Physicists have taken up that imaginative opportunity, with gusto. We can construct specific, attractive models whose basic equations obliterate the distinctions among strong, weak, and electromagnetic forces. These unified theories go well beyond the Standard Model. They predict the existence of new particles and forces, which could well be discovered within a few years, after the LHC is upgraded to run at higher energies. They are credible, because they also predict quantitative relationships among the observed forces that agree with existing measurements. Specifically, they predict the relative strengths of the strong, weak, and electromagnetic interactions, which are free parameters with the Standard Model itself. In this way, Einstein’s vague dreams of unification have begun to take on tangible, quantitative form.

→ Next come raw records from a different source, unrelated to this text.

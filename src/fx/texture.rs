//! Texture resource.

use std::sync::{Arc, Weak};

use crate::backend::{TextureDescriptor, TextureHandle, TextureKind};

use super::resource::{PropertyBag, PropertyKey, PropertyValue, Resource, ResourceKind};
use super::Binding;

/// A named 2D, cube or volume image.
///
/// Textures are created by a [`Binding`] and hold a weak reference back to it.
/// A texture without native storage is a "null" texture; bound as a pass
/// target it selects the back buffer.
pub struct Texture {
    name: String,
    descriptor: TextureDescriptor,
    native: Option<TextureHandle>,
    source: Option<String>,
    binding: Weak<Binding>,
    generation: u64,
    properties: PropertyBag,
}

impl Texture {
    pub(crate) fn new(
        binding: &Arc<Binding>,
        generation: u64,
        name: String,
        descriptor: TextureDescriptor,
        native: Option<TextureHandle>,
        source: Option<String>,
    ) -> Self {
        Self {
            name,
            descriptor,
            native,
            source,
            binding: Arc::downgrade(binding),
            generation,
            properties: PropertyBag::new(),
        }
    }

    /// Get the texture descriptor.
    pub fn descriptor(&self) -> &TextureDescriptor {
        &self.descriptor
    }

    pub fn width(&self) -> u32 {
        self.descriptor.size.width
    }

    pub fn height(&self) -> u32 {
        self.descriptor.size.height
    }

    /// Native storage, `None` for the null texture.
    pub fn native_handle(&self) -> Option<TextureHandle> {
        self.native
    }

    pub fn is_null(&self) -> bool {
        self.native.is_none()
    }

    /// File the texel data was loaded from, if any.
    pub fn source_file(&self) -> Option<&str> {
        self.source.as_deref()
    }

    /// Whether the creating binding is still attached to the same device.
    pub fn is_valid(&self) -> bool {
        self.binding
            .upgrade()
            .is_some_and(|binding| binding.device_for(self.generation).is_ok())
    }
}

impl Resource for Texture {
    fn name(&self) -> &str {
        &self.name
    }

    fn kind(&self) -> ResourceKind {
        ResourceKind::Texture
    }

    fn properties(&self) -> &PropertyBag {
        &self.properties
    }

    fn builtin_property(&self, key: &PropertyKey) -> Option<PropertyValue> {
        let desc = &self.descriptor;
        let value = match key {
            PropertyKey::Name => PropertyValue::String(self.name.clone()),
            PropertyKey::Type => PropertyValue::from(match desc.kind {
                TextureKind::D2 => "2d",
                TextureKind::Cube => "cube",
                TextureKind::Volume => "volume",
            }),
            PropertyKey::Width => PropertyValue::Int(desc.size.width as i64),
            PropertyKey::Height => PropertyValue::Int(desc.size.height as i64),
            PropertyKey::Depth => PropertyValue::Int(desc.size.depth as i64),
            PropertyKey::Format => PropertyValue::String(format!("{:?}", desc.format)),
            PropertyKey::MipLevels => PropertyValue::Int(desc.mip_levels as i64),
            _ => return None,
        };
        Some(value)
    }
}

impl std::fmt::Debug for Texture {
    fn fmt(&self, f: &mut std::fmt::Formatter<'_>) -> std::fmt::Result {
        f.debug_struct("Texture")
            .field("name", &self.name)
            .field("kind", &self.descriptor.kind)
            .field("size", &self.descriptor.size)
            .field("format", &self.descriptor.format)
            .field("native", &self.native)
            .finish()
    }
}

impl Drop for Texture {
    fn drop(&mut self) {
        let Some(handle) = self.native else {
            return;
        };
        // Textures of a reset binding belong to a device we no longer hold.
        if let Some(device) = self
            .binding
            .upgrade()
            .and_then(|binding| binding.device_for(self.generation).ok())
        {
            log::trace!("Texture: releasing '{}' ({:?})", self.name, handle);
            device.destroy_texture(handle);
        }
    }
}

static_assertions::assert_impl_all!(Texture: Send, Sync);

The other implication is cosmological. Given that we live in a material medium, it is natural to ask whether that medium might change with time, or might have different properties elsewhere — just as our standard analogue, water, can boil into steam, or freeze into ice. Indeed, calculations show that the Higgs-particle medium that fills our universe today could not persist at arbitrarily high temperatures. It is like a liquid that “boils away.” Then the W and Z bosons lose their masses, and the operative laws of physics look different! That almost certainly occurred, during the earliest moments of the Big Bang.
Cosmologists have taken up these imaginative opportunities, also with gusto. Although the cosmic phase transition associated with the (now) known Higgs-particle medium was probably tame, other transitions of that sort could have had dramatic consequences. In particular, they might trigger periods of extremely rapid expansion––cosmic inflation. That has proved to be an extremely fruitful idea in early-universe cosmology.
Space-filling media with variable properties also encourage speculations that the laws of physics might operate quite differently in different locations. There is presently no direct evidence for any effect of that kind, but an inhomogeneous Multiverse is a logical possibility that no longer seems entirely fanciful.
In conclusion, coming back to Earth, I’d like to mention an aspect of the discovery I can only describe as moral. The scientific work leading to the Higgs particle discovery involved thousands of engineers and physicists, not to mention billions of taxpayers, from all over the world co-operating to pursue a common goal. For most of the highly gifted participants, it involved long, often frustrating and sometimes tedious labor, with modest prospects for personal reward. They did it, anyway, because they wanted to understand the world better, and to be part of something great. They did, and they were. In this we have seen, I think, an example of humanity at its best.
Discussion Questions:
Can you imagine some works of art, or events, that would add to our appreciation of these discoveries? Music? Multimedia? Performances? Installations?
What does the beauty of the fundamental laws––which everyone who understands them senses––mean? Is it a lucky accident, a trick of perception, or something deeper?
Do the achievements of CERN, and of the scientific research enterprise in general, provide a model for creative human cooperation that we can build on, to address other, more immediate problems?